Danny finally looked my way. "I hear you, Zelmont."

We both had a hold of our gats. But like they'd suddenly got ESP, the couple peddled down the incline and went off to the right, out of sight. I had no idea where the police or sheriffs station was and didn't give it much thought. It was two minutes to the biggest game of my life. We eased the guns back into position and waited, saying nothing. Then my pager vibrated.

"It's on," I said.

Like one, we slipped on our ski masks. We already had on our gloves. "Don't forget your goggles," I told him.
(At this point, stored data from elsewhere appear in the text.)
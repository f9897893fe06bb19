//! Status relay demo server.
//!
//! Run with: cargo run -p status-relay-web-demo
//!
//! Then open http://localhost:8000 in your browser.

mod config;
mod work;

use std::sync::{
    Arc,
    atomic::{AtomicBool, Ordering},
};
use std::time::Duration;

use axum::{
    Json, Router,
    extract::{Path, State},
    http::StatusCode,
    response::Html,
    routing::{get, post},
};
use serde_json::{Value, json};
use status_relay_core::{
    EventPublisher, LogPublishClient, SessionContext, SessionId, StatusMessenger, spawn_relay,
};
use status_relay_session::SessionRegistry;
use status_relay_transport::websocket::{WsState, create_status_router};
use tower_http::cors::CorsLayer;
use tracing_subscriber::{layer::SubscriberExt, util::SubscriberInitExt};

use crate::config::DemoConfig;
use crate::work::DemoAgent;

/// Application state shared across handlers.
#[derive(Clone)]
struct AppState {
    messenger: StatusMessenger,
    step_delay: Duration,
    busy: Arc<AtomicBool>,
}

#[tokio::main]
async fn main() -> anyhow::Result<()> {
    // Initialize tracing
    tracing_subscriber::registry()
        .with(tracing_subscriber::fmt::layer())
        .with(
            tracing_subscriber::EnvFilter::try_from_default_env()
                .unwrap_or_else(|_| "info".into()),
        )
        .init();

    let config = DemoConfig::from_env()?;

    let messenger = StatusMessenger::new();
    messenger.initialize();
    let registry = Arc::new(SessionRegistry::new());
    let relay = spawn_relay(&messenger, Arc::clone(&registry));

    let publisher = EventPublisher::from_current(config.publisher.clone(), Arc::new(LogPublishClient));
    let app = build_router(&config, messenger, publisher, registry);

    // Start server
    let addr = config.addr();
    let listener = tokio::net::TcpListener::bind(addr).await?;
    tracing::info!("Server listening on http://{addr}");
    axum::serve(listener, app).await?;

    relay.abort();
    Ok(())
}

fn build_router(
    config: &DemoConfig,
    messenger: StatusMessenger,
    publisher: EventPublisher,
    registry: Arc<SessionRegistry>,
) -> Router {
    let agent = DemoAgent::new(messenger.clone(), publisher, config.step_delay);
    let state = AppState {
        messenger,
        step_delay: config.step_delay,
        busy: Arc::new(AtomicBool::new(false)),
    };

    Router::new()
        .route("/", get(index_handler))
        .route("/simulate/{session_id}", post(simulate_handler))
        .with_state(state)
        .merge(create_status_router(WsState::new(registry, Arc::new(agent))))
        .layer(CorsLayer::permissive())
}

async fn index_handler() -> Html<&'static str> {
    Html(INDEX_HTML)
}

/// Clears the busy flag when the job ends, even by panic.
struct BusyGuard(Arc<AtomicBool>);

impl Drop for BusyGuard {
    fn drop(&mut self) {
        self.0.store(false, Ordering::Release);
    }
}

/// Start the simulated job for a session. One job at a time.
async fn simulate_handler(
    Path(session_id): Path<SessionId>,
    State(state): State<AppState>,
) -> (StatusCode, Json<Value>) {
    if state.busy.swap(true, Ordering::AcqRel) {
        return (
            StatusCode::CONFLICT,
            Json(json!({ "detail": "Work is already in progress." })),
        );
    }
    let busy = BusyGuard(state.busy);

    state
        .messenger
        .emit_to(session_id.as_str(), "Received request to start work.");

    let messenger = state.messenger;
    let step_delay = state.step_delay;
    tokio::task::spawn_blocking(move || {
        let _busy = busy;
        let _session = SessionContext::bind(session_id);
        work::simulated_work(&messenger, step_delay);
    });

    (
        StatusCode::ACCEPTED,
        Json(json!({ "message": "Simulated work started in background." })),
    )
}

const INDEX_HTML: &str = r#"<!DOCTYPE html>
<html>
<head>
    <title>Status Relay</title>
    <style>
        body { margin: 0; padding: 20px; background: #1e1e1e; color: #d4d4d4; font-family: monospace; }
        h1 { margin: 0 0 10px 0; font-size: 18px; }
        #state { margin-bottom: 10px; color: #888; }
        #state.connected { color: #6a9955; }
        #state.reconnecting { color: #ce9178; }
        #log { height: 60vh; overflow-y: auto; background: #252526; padding: 10px; }
        .entry { padding: 2px 0; }
        .entry.agent { color: #9cdcfe; }
        .entry.turn { color: #888; font-style: italic; }
        form { margin-top: 10px; display: flex; gap: 8px; }
        input { flex: 1; background: #3c3c3c; color: #d4d4d4; border: none; padding: 6px; }
        button { background: #0e639c; color: white; border: none; padding: 6px 12px; cursor: pointer; }
    </style>
</head>
<body>
    <h1>Status Relay</h1>
    <div id="state">connecting</div>
    <div id="log"></div>
    <form id="prompt">
        <input id="text" placeholder="Ask something..." autocomplete="off">
        <button type="submit">Send</button>
        <button type="button" id="simulate">Simulate work</button>
    </form>
    <script>
        const sessionId = crypto.randomUUID();
        const MAX_BUFFERED = 1024 * 1024;
        const stateEl = document.getElementById('state');
        const logEl = document.getElementById('log');
        let ws = null;
        let buffer = '';

        function setState(name) {
            stateEl.textContent = name + ' (session ' + sessionId + ')';
            stateEl.className = name;
        }

        function show(text, kind) {
            const div = document.createElement('div');
            div.className = kind ? 'entry ' + kind : 'entry';
            div.textContent = text;
            logEl.appendChild(div);
            logEl.scrollTop = logEl.scrollHeight;
        }

        function onFrame(data) {
            buffer += data;
            let msg;
            try {
                msg = JSON.parse(buffer);
            } catch (e) {
                // An object still arriving stays buffered, anything else resyncs
                if (!buffer.trimStart().startsWith('{') || buffer.length > MAX_BUFFERED) {
                    buffer = '';
                }
                return;
            }
            buffer = '';
            if (!msg) {
                return;
            }
            switch (msg.type) {
                case 'status': show(msg.data); break;
                case 'agent_message': show(msg.message, 'agent'); break;
                case 'agent_turn_complete': show('(turn complete)', 'turn'); break;
                case 'agent_interrupted': show('(interrupted)', 'turn'); break;
            }
        }

        function connect() {
            const protocol = location.protocol === 'https:' ? 'wss:' : 'ws:';
            ws = new WebSocket(protocol + '//' + location.host + '/ws/' + sessionId);
            ws.onopen = () => setState('connected');
            ws.onmessage = (event) => onFrame(event.data);
            ws.onclose = () => {
                ws = null;
                buffer = '';
                setState('reconnecting');
                setTimeout(connect, 2000);
            };
        }

        document.getElementById('prompt').addEventListener('submit', (event) => {
            event.preventDefault();
            const input = document.getElementById('text');
            if (ws && ws.readyState === WebSocket.OPEN && input.value) {
                ws.send(JSON.stringify({ type: 'prompt', text: input.value }));
                input.value = '';
            }
        });

        document.getElementById('simulate').addEventListener('click', async () => {
            const res = await fetch('/simulate/' + sessionId, { method: 'POST' });
            const body = await res.json();
            show(body.message || body.detail);
        });

        setState('connecting');
        connect();
    </script>
</body>
</html>
"#;
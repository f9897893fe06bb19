//! Relay loop: drains the status channel into live connections.

use std::sync::Arc;

use futures::StreamExt;
use tokio::task::JoinHandle;

use crate::{ConnectionRegistry, DeliveryError, QueuedStatus, RelayStream, StatusMessenger};

/// Attempt delivery of one dequeued message.
///
/// # Errors
/// Returns error if the message has no session, the session has no live
/// connection, or the registry fails to send.
pub async fn deliver<R>(registry: &R, item: &QueuedStatus) -> Result<(), DeliveryError>
where
    R: ConnectionRegistry + ?Sized,
{
    let session_id = item.session_id().ok_or(DeliveryError::NoSession)?;
    let connection = registry
        .resolve(session_id)
        .await
        .ok_or_else(|| DeliveryError::Unresolved(session_id.to_owned()))?;
    registry.send(&connection, item.text()).await
}

/// Drain `stream`, delivering every message through `registry`.
///
/// Failures are logged and the message discarded; the loop always moves on
/// to the next item. Returns only when the stream ends.
pub async fn relay<R>(mut stream: RelayStream, registry: &R)
where
    R: ConnectionRegistry + ?Sized,
{
    tracing::info!("Status relay started");

    while let Some(item) = stream.next().await {
        match deliver(registry, &item).await {
            Ok(()) => {
                tracing::debug!(session_id = ?item.session_id(), text = %item.text(), "Status delivered");
            }
            Err(e @ (DeliveryError::NoSession | DeliveryError::Unresolved(_))) => {
                tracing::warn!(session_id = ?item.session_id(), text = %item.text(), "Status dropped: {e}");
            }
            Err(e @ DeliveryError::SendFailed { .. }) => {
                tracing::error!(session_id = ?item.session_id(), text = %item.text(), "Status dropped: {e}");
            }
        }
        item.ack();
    }

    tracing::info!("Status relay stopped");
}

/// Spawn the relay loop for `messenger` on the current runtime.
///
/// Aborting the returned handle stops draining; queued messages stay in the
/// channel for the next consumer.
pub fn spawn_relay<R>(messenger: &StatusMessenger, registry: Arc<R>) -> JoinHandle<()>
where
    R: ConnectionRegistry + ?Sized + 'static,
{
    let stream = messenger.consume();
    tokio::spawn(async move { relay(stream, registry.as_ref()).await })
}
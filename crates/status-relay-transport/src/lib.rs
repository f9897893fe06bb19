//! Transport layer for session status updates.
//!
//! Provides:
//! - Wire protocol (JSON, `type`-tagged)
//! - `StatusReceiver` - Client-side frame re-assembly
//! - WebSocket endpoint (feature: websocket)
//! - Reconnecting status client (feature: client)

pub mod protocol;
pub mod receiver;

#[cfg(feature = "websocket")]
pub mod websocket;

#[cfg(feature = "client")]
pub mod client;

pub use protocol::{ClientMessage, ServerMessage};
pub use receiver::{StatusReceiver, StatusUpdate};
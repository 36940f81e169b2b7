//! User configuration
//!
//! Read from `~/.spendtrack/config.json`. Every field is optional; a missing
//! file means defaults.

use directories::BaseDirs;
use serde::{Deserialize, Serialize};
use std::fs;
use std::path::{Path, PathBuf};

use crate::types::{Result, SpendtrackError};

const APP_DIR: &str = ".spendtrack";
const CONFIG_FILE: &str = "config.json";
const LEDGER_FILE: &str = "ledger.json";

/// Owner recorded on entries in the local store
pub const DEFAULT_OWNER: &str = "guest";

#[derive(Debug, Clone, PartialEq, Serialize, Deserialize)]
#[serde(default)]
pub struct Config {
    /// Ledger file (defaults to `~/.spendtrack/ledger.json`)
    pub store_path: Option<PathBuf>,
    pub owner: String,
    /// `tracing` filter directive, used when `RUST_LOG` is unset
    pub log_filter: Option<String>,
}

impl Default for Config {
    fn default() -> Self {
        Self {
            store_path: None,
            owner: DEFAULT_OWNER.to_string(),
            log_filter: None,
        }
    }
}

impl Config {
    /// `~/.spendtrack`
    pub fn app_dir() -> Result<PathBuf> {
        let base_dirs = BaseDirs::new()
            .ok_or_else(|| SpendtrackError::Config("Cannot determine home directory".into()))?;
        Ok(base_dirs.home_dir().join(APP_DIR))
    }

    /// Load from the default location
    pub fn load() -> Result<Self> {
        Self::load_from(&Self::app_dir()?.join(CONFIG_FILE))
    }

    pub fn load_from(path: &Path) -> Result<Self> {
        if !path.exists() {
            return Ok(Self::default());
        }
        let content = fs::read_to_string(path)?;
        serde_json::from_str(&content).map_err(|e| {
            SpendtrackError::Config(format!("Invalid config file {}: {}", path.display(), e))
        })
    }

    /// Configured ledger path, or the default one next to the config file
    pub fn resolve_store_path(&self) -> Result<PathBuf> {
        match &self.store_path {
            Some(path) => Ok(path.clone()),
            None => Ok(Self::app_dir()?.join(LEDGER_FILE)),
        }
    }
}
I started counting down from ninety as we'd planned. I signaled Danny to put the car in gear on 25 and he did. Once in drive, wouldn't you know it but the engine smoothed out and the Cordoba ran like a top. We came down and around the hill as the Shindar garbage truck passed by on the main road. The thing was chugging uphill like we knew it would. Nap was coming from the other direction at the top of the rise. The roadway was narrow as hell on these twists and turns.